» **Task goal**
In how many lines of the records below does the word "ListPattern" appear? Reply with the number only.

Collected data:
________________
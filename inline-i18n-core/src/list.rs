//! List Formatting
//!
//! Joins items the way `Intl.ListFormat` does: "Alice, Bob, and Carol",
//! "red or blue", "철수, 영희 및 민수".

use crate::Locale;

/// Kind of list.
#[derive(Debug, Clone, Copy, PartialEq, Eq, Hash, Default)]
pub enum ListType {
    /// "and" lists
    #[default]
    Conjunction,
    /// "or" lists
    Disjunction,
    /// Measurements ("5 kg, 10 cm")
    Unit,
}

/// Width of the connectors.
#[derive(Debug, Clone, Copy, PartialEq, Eq, Hash, Default)]
pub enum ListStyle {
    #[default]
    Long,
    Short,
    Narrow,
}

impl ListType {
    /// Parse a type keyword; anything unknown is `Conjunction`.
    pub fn parse(list_type: Option<&str>) -> Self {
        match list_type.map(str::trim) {
            Some("disjunction") => Self::Disjunction,
            Some("unit") => Self::Unit,
            _ => Self::Conjunction,
        }
    }
}

impl ListStyle {
    /// Parse a style keyword; anything unknown is `Long`.
    pub fn parse(style: Option<&str>) -> Self {
        match style.map(str::trim) {
            Some("short") => Self::Short,
            Some("narrow") => Self::Narrow,
            _ => Self::Long,
        }
    }
}

/// Separators for one locale, type and style.
struct ListPattern {
    /// Between leading items
    middle: &'static str,
    /// Before the last of three or more items
    end: &'static str,
    /// Between exactly two items
    pair: &'static str,
}

const fn pattern(middle: &'static str, end: &'static str, pair: &'static str) -> ListPattern {
    ListPattern { middle, end, pair }
}

/// Locale-aware list formatter.
///
/// ```
/// use inline_i18n_core::{ListFormatter, ListStyle, ListType, Locale};
///
/// let and = ListFormatter::default();
/// assert_eq!(and.format(&["Alice", "Bob", "Carol"], &Locale::en_us()), "Alice, Bob, and Carol");
/// assert_eq!(and.format(&["Alice", "Bob"], &Locale::en_us()), "Alice and Bob");
///
/// let or = ListFormatter::new(ListType::Disjunction, ListStyle::Long);
/// assert_eq!(or.format(&["red", "blue", "green"], &Locale::en_us()), "red, blue, or green");
/// ```
#[derive(Debug, Clone, Copy, Default, PartialEq, Eq)]
pub struct ListFormatter {
    pub list_type: ListType,
    pub style: ListStyle,
}

impl ListFormatter {
    pub fn new(list_type: ListType, style: ListStyle) -> Self {
        Self { list_type, style }
    }

    /// Join `items` for `locale`.
    pub fn format<S: AsRef<str>>(&self, items: &[S], locale: &Locale) -> String {
        let pattern = self.pattern(locale);

        match items {
            [] => String::new(),
            [only] => only.as_ref().to_string(),
            [first, second] => format!("{}{}{}", first.as_ref(), pattern.pair, second.as_ref()),
            [init @ .., last] => {
                let mut out = String::new();
                for (i, item) in init.iter().enumerate() {
                    if i > 0 {
                        out.push_str(pattern.middle);
                    }
                    out.push_str(item.as_ref());
                }
                out.push_str(pattern.end);
                out.push_str(last.as_ref());
                out
            }
        }
    }

    fn pattern(&self, locale: &Locale) -> ListPattern {
        use ListStyle::*;
        use ListType::*;

        match (locale.language.as_str(), self.list_type, self.style) {
            ("ko", Conjunction, _) => pattern(", ", " 및 ", " 및 "),
            ("ko", Disjunction, _) => pattern(", ", " 또는 ", " 또는 "),
            ("ko", Unit, _) => pattern(" ", " ", " "),

            ("ja", Conjunction, _) => pattern("、", "、", "、"),
            ("ja", Disjunction, _) => pattern("、", "、または", "または"),
            ("ja", Unit, _) => pattern(" ", " ", " "),

            ("zh", Conjunction, _) => pattern("、", "和", "和"),
            ("zh", Disjunction, _) => pattern("、", "或", "或"),
            ("zh", Unit, _) => pattern("", "", ""),

            ("de", Disjunction, _) => pattern(", ", " oder ", " oder "),
            ("de", _, Narrow) => pattern(", ", ", ", ", "),
            ("de", _, _) => pattern(", ", " und ", " und "),

            ("fr", Disjunction, _) => pattern(", ", " ou ", " ou "),
            ("fr", _, Narrow) => pattern(", ", ", ", ", "),
            ("fr", _, _) => pattern(", ", " et ", " et "),

            ("es", Disjunction, _) => pattern(", ", " o ", " o "),
            ("es", _, Narrow) => pattern(", ", ", ", ", "),
            ("es", _, _) => pattern(", ", " y ", " y "),

            (_, Conjunction, Long) => pattern(", ", ", and ", " and "),
            (_, Conjunction, Short) => pattern(", ", ", & ", " & "),
            (_, Conjunction, Narrow) => pattern(", ", ", ", ", "),
            (_, Disjunction, _) => pattern(", ", ", or ", " or "),
            (_, Unit, Narrow) => pattern(" ", " ", " "),
            (_, Unit, _) => pattern(", ", ", ", ", "),
        }
    }
}

/// Format a conjunction list in long style.
pub fn format_list<S: AsRef<str>>(items: &[S], locale: &Locale) -> String {
    ListFormatter::default().format(items, locale)
}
________________
» **Result for this task**
4